Vou até a cozinha, na intenção de não ficar mais que cinco segundos. Caio num choro cansado e uso o ombro do marido como apoio, os ouvidos, para o descarrego. Peço ajuda para acordar mais cedo, peço apoio nas madrugadas, peço colo para a culpa. Ganho um abraço de cumplicidade.
Subo, intencionando deitar. Volto ao começo. Na meia página reservada aquele dia, rasuro minha frustração diante dos desejáveis feitos que não fui capaz, incompreensão sobre a tal potência materna, da qual, momentaneamente, conheço apenas o pó.
Antes de fechar o caderno e os olhos, porém, olho o dia seguinte - que há.
“no dia em que minha mãe
me contou a história das nossas ancestrais
entendi que eu sou a primeira mulher da família
que pode escolher fazer o que quiser
desde aquele dia
toda noite antes de dormir
eu fecho os olhos e convido elas para participar
das escolhas que só posso fazer
por cada uma delas ter me colocado neste lugar
- eu não cheguei até aqui sozinha”
fran bitten
Só, então, me dou por vencida. Apago a luz. Descanso.

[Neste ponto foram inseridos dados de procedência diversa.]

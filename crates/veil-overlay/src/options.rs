//! Overlay requests: what callers pass in, and what components receive.
//!
//! Typed builders are the normal path. `from_value` accepts a loose JSON
//! property bag and falls back to defaults for anything malformed, logging a
//! warning instead of failing.

use std::fmt;
use std::str::FromStr;

use serde::{Deserialize, Serialize};
use serde_json::{Map, Value};
use web_time::Duration;

use crate::settings::OverlaySettings;

/// Severity tag of a message; drives its styling.
#[derive(Debug, Clone, Copy, PartialEq, Eq, Hash, Default, Serialize, Deserialize)]
#[serde(rename_all = "lowercase")]
pub enum Severity {
    #[default]
    Info,
    Success,
    Warning,
    Error,
}

impl Severity {
    pub const ALL: [Severity; 4] = [
        Severity::Info,
        Severity::Success,
        Severity::Warning,
        Severity::Error,
    ];

    pub fn as_str(&self) -> &'static str {
        match self {
            Severity::Info => "info",
            Severity::Success => "success",
            Severity::Warning => "warning",
            Severity::Error => "error",
        }
    }
}

impl fmt::Display for Severity {
    fn fmt(&self, f: &mut fmt::Formatter<'_>) -> fmt::Result {
        f.write_str(self.as_str())
    }
}

#[derive(Debug, Clone, PartialEq, Eq)]
pub struct UnknownSeverity(pub String);

impl fmt::Display for UnknownSeverity {
    fn fmt(&self, f: &mut fmt::Formatter<'_>) -> fmt::Result {
        write!(f, "unknown message type `{}`", self.0)
    }
}

impl std::error::Error for UnknownSeverity {}

impl FromStr for Severity {
    type Err = UnknownSeverity;

    fn from_str(s: &str) -> Result<Self, Self::Err> {
        let s = s.trim();
        Severity::ALL
            .into_iter()
            .find(|sev| sev.as_str().eq_ignore_ascii_case(s))
            .ok_or_else(|| UnknownSeverity(s.to_string()))
    }
}

/// Request for a toast message. Unset fields take the defaults from
/// [`OverlaySettings`] (`"Message"`, `info`, 3000 ms).
#[derive(Debug, Clone, Default, PartialEq)]
pub struct MessageOptions {
    pub message: Option<String>,
    pub severity: Option<Severity>,
    pub duration: Option<Duration>,
}

impl MessageOptions {
    pub fn new(message: impl Into<String>) -> Self {
        Self {
            message: Some(message.into()),
            ..Self::default()
        }
    }

    #[must_use]
    pub fn severity(mut self, severity: Severity) -> Self {
        self.severity = Some(severity);
        self
    }

    /// Auto-dismiss delay. Zero keeps the message until it is closed.
    #[must_use]
    pub fn duration(mut self, duration: Duration) -> Self {
        self.duration = Some(duration);
        self
    }

    /// Reads `message`, `type` and `duration` (milliseconds) from a JSON
    /// object. Missing or malformed fields stay unset.
    pub fn from_value(value: &Value) -> Self {
        let Some(map) = object_or_warn(value, "message") else {
            return Self::default();
        };
        Self {
            message: string_field(map, "message"),
            severity: match map.get("type") {
                None | Some(Value::Null) => None,
                Some(Value::String(s)) => match s.parse() {
                    Ok(sev) => Some(sev),
                    Err(e) => {
                        log::warn!("message options: {e}; using default");
                        None
                    }
                },
                Some(other) => {
                    log::warn!("message options: `type` must be a string, got {other}");
                    None
                }
            },
            duration: millis_field(map, "duration"),
        }
    }

    pub fn resolve(&self, settings: &OverlaySettings) -> MessageProps {
        MessageProps {
            message: self
                .message
                .clone()
                .unwrap_or_else(|| settings.message_text.clone()),
            severity: self.severity.unwrap_or_default(),
            duration: self.duration.unwrap_or(settings.message_duration),
        }
    }
}

/// Fully resolved message configuration handed to the component.
#[derive(Debug, Clone, PartialEq, Serialize)]
pub struct MessageProps {
    pub message: String,
    #[serde(rename = "type")]
    pub severity: Severity,
    #[serde(with = "crate::settings::millis")]
    pub duration: Duration,
}

/// Request for a confirmation dialog. Keys the component does not know about
/// are kept in `extra` and forwarded as-is.
#[derive(Debug, Clone, Default, PartialEq)]
pub struct DialogOptions {
    pub message: Option<String>,
    pub title: Option<String>,
    pub confirm_text: Option<String>,
    pub cancel_text: Option<String>,
    pub extra: Map<String, Value>,
}

impl DialogOptions {
    pub fn new(message: impl Into<String>) -> Self {
        Self {
            message: Some(message.into()),
            ..Self::default()
        }
    }

    #[must_use]
    pub fn title(mut self, title: impl Into<String>) -> Self {
        self.title = Some(title.into());
        self
    }

    #[must_use]
    pub fn confirm_text(mut self, text: impl Into<String>) -> Self {
        self.confirm_text = Some(text.into());
        self
    }

    #[must_use]
    pub fn cancel_text(mut self, text: impl Into<String>) -> Self {
        self.cancel_text = Some(text.into());
        self
    }

    #[must_use]
    pub fn extra(mut self, key: impl Into<String>, value: Value) -> Self {
        self.extra.insert(key.into(), value);
        self
    }

    pub fn from_value(value: &Value) -> Self {
        let Some(map) = object_or_warn(value, "dialog") else {
            return Self::default();
        };
        const KNOWN: [&str; 4] = ["message", "title", "confirmText", "cancelText"];
        Self {
            message: string_field(map, "message"),
            title: string_field(map, "title"),
            confirm_text: string_field(map, "confirmText"),
            cancel_text: string_field(map, "cancelText"),
            extra: map
                .iter()
                .filter(|(k, _)| !KNOWN.contains(&k.as_str()))
                .map(|(k, v)| (k.clone(), v.clone()))
                .collect(),
        }
    }
}

fn object_or_warn<'a>(value: &'a Value, what: &str) -> Option<&'a Map<String, Value>> {
    match value {
        Value::Object(map) => Some(map),
        Value::Null => None,
        other => {
            log::warn!("{what} options must be an object, got {other}; using defaults");
            None
        }
    }
}

fn string_field(map: &Map<String, Value>, key: &str) -> Option<String> {
    match map.get(key) {
        None | Some(Value::Null) => None,
        Some(Value::String(s)) => Some(s.clone()),
        Some(other) => {
            log::warn!("overlay options: `{key}` must be a string, got {other}; using default");
            None
        }
    }
}

fn millis_field(map: &Map<String, Value>, key: &str) -> Option<Duration> {
    let value = map.get(key)?;
    if value.is_null() {
        return None;
    }
    if let Some(ms) = value.as_u64() {
        return Some(Duration::from_millis(ms));
    }
    let duration = value
        .as_f64()
        .filter(|ms| !ms.is_sign_negative())
        .and_then(|ms| Duration::try_from_secs_f64(ms / 1000.0).ok());
    if duration.is_none() {
        log::warn!("overlay options: `{key}` must be a non-negative number of milliseconds, got {value}; using default");
    }
    duration
}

A paixão pelas narrativas sobre a rotina não é uma novidade. As últimas edições, encontraram logo duas versões: a poética e a mais seca. Mas, surgiu o convite da Julie Fank, da Esc., da Luci Collin, do Festival da Palavra.
“A ideia do escritor Máximo Gorki era simples: que o maior número de escritores descrevessem um dia de um ano: 27 de setembro. Com isso, seria possível ler a crônica de um dia no mundo, justamente o nome do projeto. Muita gente tentou levar adiante o projeto com chamadas mundo afora para que a escrita desse dia fosse registrada pelo máximo de pessoas. Nossa tentativa é mais modesta. Se a nossa comunidade topar, teremos a escrita de um dia em Curitiba, um dia no Paraná, ou um dia no Brasil. E já será muito, até que a gente chegue mais longe. Simples.
Escreva sobre seu dia de [anti]ontem e use as hashtags #umdianomundo2023 #umdianomundoesc #umdianomundofestivaldapalavra pra gente compartilhar seu texto.”
Esc. Escola de Escrita
Fica aqui o desabafo autorizado. E o convite. Os: a programação do festival segue no final de semana e está uma lindeza. Quem sabe a gente não se cruza?
com carinho,
Não tinha lido esse ainda. Que maravilhoso! Eu amei!